### Problem to solve
Which lines in the records below contain the word "invoke"? Copy each of them.

^^^^^^^^^^^^^^^^

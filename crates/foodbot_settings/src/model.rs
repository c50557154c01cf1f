//! Typed settings and their built-in defaults.

use derive_getters::Getters;
use foodbot_core::{ActionDescriptor, Identity};
use foodbot_error::{SettingsError, SettingsErrorKind, SettingsResult};
use serde::{Deserialize, Serialize};
use std::collections::{BTreeMap, HashSet};
use tracing::{debug, instrument, warn};

/// Default command prefix character.
pub const DEFAULT_COMMAND_PREFIX: &str = "!";

/// Default output budget per message, in characters.
pub const DEFAULT_CHARACTERS_LIMIT: usize = 2000;

/// Default marker sent after the last report chunk.
pub const DEFAULT_TERMINAL_MARKER: &str = "The end!";

/// Default emoji counting horizon, in days.
pub const DEFAULT_DAYS_TO_COUNT: u32 = 7;

fn default_terminal_marker() -> String {
    DEFAULT_TERMINAL_MARKER.to_string()
}

fn default_active() -> bool {
    true
}

/// The `[system]` table.
#[derive(Debug, Clone, PartialEq, Eq, Serialize, Deserialize, Getters)]
pub struct SystemSettings {
    /// Prefix every command must start with.
    command_prefix: String,
    /// Identities allowed to invoke every action.
    admins: Vec<Identity>,
    /// Extra author ids treated as bots and ignored by the router.
    #[serde(default)]
    bot_identities: Vec<Identity>,
    /// Platform token. Lives in the secrets file and is never written to the
    /// shared settings file.
    #[serde(default, skip_serializing)]
    #[getter(skip)]
    bot_token: Option<String>,
}

impl SystemSettings {
    /// Create system settings without a token.
    pub fn new<I, T>(command_prefix: impl Into<String>, admins: I) -> Self
    where
        I: IntoIterator<Item = T>,
        T: Into<Identity>,
    {
        Self {
            command_prefix: command_prefix.into(),
            admins: admins.into_iter().map(Into::into).collect(),
            bot_identities: Vec::new(),
            bot_token: None,
        }
    }

    /// The bot token, if one was configured and is non-empty.
    pub fn bot_token(&self) -> Option<&str> {
        self.bot_token.as_deref().filter(|token| !token.trim().is_empty())
    }

    /// Replace the token.
    pub fn with_bot_token(mut self, token: impl Into<String>) -> Self {
        self.bot_token = Some(token.into());
        self
    }
}

impl Default for SystemSettings {
    fn default() -> Self {
        Self::new(DEFAULT_COMMAND_PREFIX, Vec::<Identity>::new())
    }
}

/// The `[general]` table.
#[derive(Debug, Clone, PartialEq, Eq, Serialize, Deserialize, Getters)]
pub struct GeneralSettings {
    /// Maximum characters per outbound message.
    characters_limit: usize,
    /// Sent after the last report chunk.
    #[serde(default = "default_terminal_marker")]
    terminal_marker: String,
    /// Appended to mid-report chunks when it still fits. Empty disables it.
    #[serde(default)]
    #[getter(skip)]
    continuation_marker: String,
}

impl GeneralSettings {
    /// Create general settings with the default markers.
    pub fn new(characters_limit: usize) -> Self {
        Self {
            characters_limit,
            terminal_marker: default_terminal_marker(),
            continuation_marker: String::new(),
        }
    }

    /// Replace the continuation marker.
    pub fn with_continuation_marker(mut self, marker: impl Into<String>) -> Self {
        self.continuation_marker = marker.into();
        self
    }

    /// The continuation marker, if enabled.
    pub fn continuation_marker(&self) -> Option<&str> {
        Some(self.continuation_marker.as_str()).filter(|marker| !marker.is_empty())
    }
}

impl Default for GeneralSettings {
    fn default() -> Self {
        Self::new(DEFAULT_CHARACTERS_LIMIT)
    }
}

/// One `[[actions]]` entry.
#[derive(Debug, Clone, PartialEq, Eq, Serialize, Deserialize, Getters)]
pub struct ActionSettings {
    /// Action identifier, selects the action kind.
    id: String,
    /// Trigger keywords, matched case-insensitively.
    keywords: Vec<String>,
    /// Inactive actions are never resolved.
    #[serde(default = "default_active")]
    active: bool,
    /// If non-empty, only these identities may invoke the action.
    #[serde(default)]
    whitelist: Vec<Identity>,
    /// These identities may never invoke the action.
    #[serde(default)]
    blacklist: Vec<Identity>,
    /// Per-kind settings.
    #[serde(default)]
    settings: BTreeMap<String, String>,
}

impl ActionSettings {
    /// Create an active entry with empty access lists.
    pub fn new<I, K>(id: impl Into<String>, keywords: I) -> Self
    where
        I: IntoIterator<Item = K>,
        K: Into<String>,
    {
        Self {
            id: id.into(),
            keywords: keywords.into_iter().map(Into::into).collect(),
            active: true,
            whitelist: Vec::new(),
            blacklist: Vec::new(),
            settings: BTreeMap::new(),
        }
    }

    /// Set the active flag.
    pub fn with_active(mut self, active: bool) -> Self {
        self.active = active;
        self
    }

    /// Replace the whitelist.
    pub fn with_whitelist<I, T>(mut self, identities: I) -> Self
    where
        I: IntoIterator<Item = T>,
        T: Into<Identity>,
    {
        self.whitelist = identities.into_iter().map(Into::into).collect();
        self
    }

    /// Replace the blacklist.
    pub fn with_blacklist<I, T>(mut self, identities: I) -> Self
    where
        I: IntoIterator<Item = T>,
        T: Into<Identity>,
    {
        self.blacklist = identities.into_iter().map(Into::into).collect();
        self
    }

    /// Add a per-kind setting.
    pub fn with_setting(mut self, key: impl Into<String>, value: impl Into<String>) -> Self {
        self.settings.insert(key.into(), value.into());
        self
    }

    /// Build the descriptor the registry works with.
    pub fn to_descriptor(&self) -> ActionDescriptor {
        ActionDescriptor::new(self.id.clone(), &self.keywords)
            .with_active(self.active)
            .with_whitelist(self.whitelist.iter().cloned())
            .with_blacklist(self.blacklist.iter().cloned())
            .with_settings(self.settings.clone())
    }
}

/// The complete settings document.
///
/// # Examples
///
/// ```
/// use foodbot_settings::BotSettings;
///
/// let settings = BotSettings::default();
/// assert_eq!(settings.system().command_prefix(), "!");
/// assert_eq!(*settings.general().characters_limit(), 2000);
/// assert!(settings.action("count_emoji").is_some());
/// assert!(settings.validate().is_ok());
/// ```
#[derive(Debug, Clone, PartialEq, Eq, Serialize, Deserialize, Getters)]
pub struct BotSettings {
    /// Prefix, admins and token.
    system: SystemSettings,
    /// Output limits and markers.
    general: GeneralSettings,
    /// Actions in registry order.
    actions: Vec<ActionSettings>,
}

impl BotSettings {
    /// Assemble settings from their parts.
    pub fn new(
        system: SystemSettings,
        general: GeneralSettings,
        actions: Vec<ActionSettings>,
    ) -> Self {
        Self {
            system,
            general,
            actions,
        }
    }

    /// Find an action entry by id.
    pub fn action(&self, id: &str) -> Option<&ActionSettings> {
        self.actions.iter().find(|action| action.id == id)
    }

    /// Descriptors for every action, in declaration order.
    pub fn descriptors(&self) -> Vec<ActionDescriptor> {
        self.actions.iter().map(ActionSettings::to_descriptor).collect()
    }

    /// Check the invariants that do not depend on action kinds.
    ///
    /// # Errors
    ///
    /// Returns [`SettingsErrorKind::Invalid`] for an empty prefix, a zero
    /// characters limit, an action without keywords, a duplicate action id or
    /// a keyword registered by more than one action.
    #[instrument(skip(self), fields(actions = self.actions.len()))]
    pub fn validate(&self) -> SettingsResult<()> {
        if self.system.command_prefix.is_empty() {
            return Err(invalid("system.command_prefix must not be empty"));
        }

        if self.general.characters_limit == 0 {
            return Err(invalid("general.characters_limit must be greater than zero"));
        }

        if self.system.admins.is_empty() {
            warn!("No global admins configured");
        }

        let mut ids = HashSet::new();
        let mut keywords = HashSet::new();
        for action in &self.actions {
            if !ids.insert(action.id.as_str()) {
                return Err(invalid(format!("Duplicate action id '{}'", action.id)));
            }

            let descriptor = action.to_descriptor();
            if descriptor.keywords().is_empty() {
                return Err(invalid(format!("Action '{}' has no keywords", action.id)));
            }

            for keyword in descriptor.keywords() {
                if !keywords.insert(keyword.clone()) {
                    return Err(invalid(format!(
                        "Keyword '{}' of action '{}' is already registered",
                        keyword, action.id
                    )));
                }
            }
        }

        let limit = self.general.characters_limit;
        if self.general.terminal_marker.chars().count() > limit {
            warn!(limit, "Terminal marker is longer than the characters limit");
        }

        debug!("Settings validated");
        Ok(())
    }
}

impl Default for BotSettings {
    fn default() -> Self {
        Self::new(
            SystemSettings::default(),
            GeneralSettings::default(),
            vec![
                ActionSettings::new("count_emoji", ["countemoji"])
                    .with_setting("days_to_count", DEFAULT_DAYS_TO_COUNT.to_string()),
                ActionSettings::new("help", ["help"]),
                ActionSettings::new("reload", ["reload"]).with_active(false),
            ],
        )
    }
}

#[track_caller]
fn invalid(message: impl Into<String>) -> SettingsError {
    SettingsError::new(SettingsErrorKind::Invalid(message.into()))
}

#[cfg(test)]
mod tests {
    use super::*;

    #[test]
    fn test_defaults_validate() {
        BotSettings::default().validate().unwrap();
    }

    #[test]
    fn test_reload_ships_inactive() {
        let settings = BotSettings::default();
        assert!(!*settings.action("reload").unwrap().active());
        assert!(*settings.action("help").unwrap().active());
    }

    #[test]
    fn test_duplicate_keyword_across_actions_is_rejected() {
        let settings = BotSettings::new(
            SystemSettings::default(),
            GeneralSettings::default(),
            vec![
                ActionSettings::new("count_emoji", ["emoji"]),
                ActionSettings::new("help", ["EMOJI"]),
            ],
        );

        let err = settings.validate().unwrap_err();
        assert!(matches!(err.kind(), SettingsErrorKind::Invalid(_)));
    }

    #[test]
    fn test_duplicate_action_id_is_rejected() {
        let settings = BotSettings::new(
            SystemSettings::default(),
            GeneralSettings::default(),
            vec![
                ActionSettings::new("help", ["help"]),
                ActionSettings::new("help", ["commands"]),
            ],
        );
        assert!(settings.validate().is_err());
    }

    #[test]
    fn test_empty_prefix_and_zero_limit_are_rejected() {
        let no_prefix = BotSettings::new(
            SystemSettings::new("", Vec::<Identity>::new()),
            GeneralSettings::default(),
            Vec::new(),
        );
        assert!(no_prefix.validate().is_err());

        let no_budget = BotSettings::new(
            SystemSettings::default(),
            GeneralSettings::new(0),
            Vec::new(),
        );
        assert!(no_budget.validate().is_err());
    }

    #[test]
    fn test_blank_keywords_do_not_count() {
        let settings = BotSettings::new(
            SystemSettings::default(),
            GeneralSettings::default(),
            vec![ActionSettings::new("help", ["  ", ""])],
        );
        assert!(settings.validate().is_err());
    }

    #[test]
    fn test_empty_token_is_none() {
        let system = SystemSettings::default().with_bot_token("  ");
        assert_eq!(system.bot_token(), None);

        let system = SystemSettings::default().with_bot_token("abc");
        assert_eq!(system.bot_token(), Some("abc"));
    }

    #[test]
    fn test_continuation_marker_disabled_when_empty() {
        assert_eq!(GeneralSettings::default().continuation_marker(), None);
        assert_eq!(
            GeneralSettings::default()
                .with_continuation_marker("Whew...")
                .continuation_marker(),
            Some("Whew...")
        );
    }
}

^^^^^^^^^^^^^^^^

### Response
    /// Identities allowed to invoke every action.
    /// If non-empty, only these identities may invoke the action.
    /// These identities may never invoke the action.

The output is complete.